Inhibition of angiotensin converting enzyme by 2-[N-[(S)-1-carboxy-3-phenylpropyl]-L-alanyl]-(1S,3S,5S)-2-azabicyclo [3.3.0]octane-3-carboxylic acid (Hoe 498 diacid). Comparison with captopril and enalaprilat.

The interaction of angiotensin converting enzyme (ACE) with 2-[N-[(S)-1-carboxy-3-phenylpropyl]-L-alanyl]-(1S,3S,5S) - 2 - azabicyclo[3.3.0]octane - 3 - carboxylic acid (Hoe 498 diacid) and its ester 2-[N-[(S)-1-ethoxycarbonyl-3 - phenylpropyl] - L - alanyl]-(1S,3S,5S)- 2-azabicyclo[3.3.0]octane-3-carboxylic acid (Hoe 498) was studied at pH 7.5 in the presence of 300 mmol/l sodium chloride with furanacryloyl-Phe-Gly-Gly as substrate.
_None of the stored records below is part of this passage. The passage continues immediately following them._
//! Minimal TwiML messaging response

use quick_xml::Writer;
use quick_xml::events::{BytesDecl, BytesEnd, BytesStart, Event};

use crate::error::{Result, WhatsAppError};

/// Empty `<Response>` document acknowledging Twilio's webhook call.
/// Replies go out through the REST API instead of inline `<Message>` elements.
#[derive(Debug, Clone, Copy, Default)]
pub struct MessagingResponse;

impl MessagingResponse {
    pub fn new() -> Self {
        Self
    }

    pub fn to_xml(&self) -> Result<String> {
        let mut writer = Writer::new(Vec::new());
        let events = [
            Event::Decl(BytesDecl::new("1.0", Some("UTF-8"), None)),
            Event::Start(BytesStart::new("Response")),
            Event::End(BytesEnd::new("Response")),
        ];
        for event in events {
            writer
                .write_event(event)
                .map_err(|e| WhatsAppError::Twiml(e.to_string()))?;
        }

        String::from_utf8(writer.into_inner()).map_err(|e| WhatsAppError::Twiml(e.to_string()))
    }
}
Hoe 498 diacid inhibits ACE with a Ki value of 7 pmol/l. It is both a slow-and tight-binding inhibitor; the mode of inhibition is fully competitive. Binding of Hoe 498 diacid to ACE proceeds by a two-step mechanism E+I in equilibrium EI in equilibrium EI* in which the inhibitor rapidly binds to enzyme to form an initial enzyme-inhibitor complex which then undergoes a slow isomerization. The interaction of Hoe 498 diacid with ACE is compared to that of the two other potent inhibitors, captopril and enalaprilat.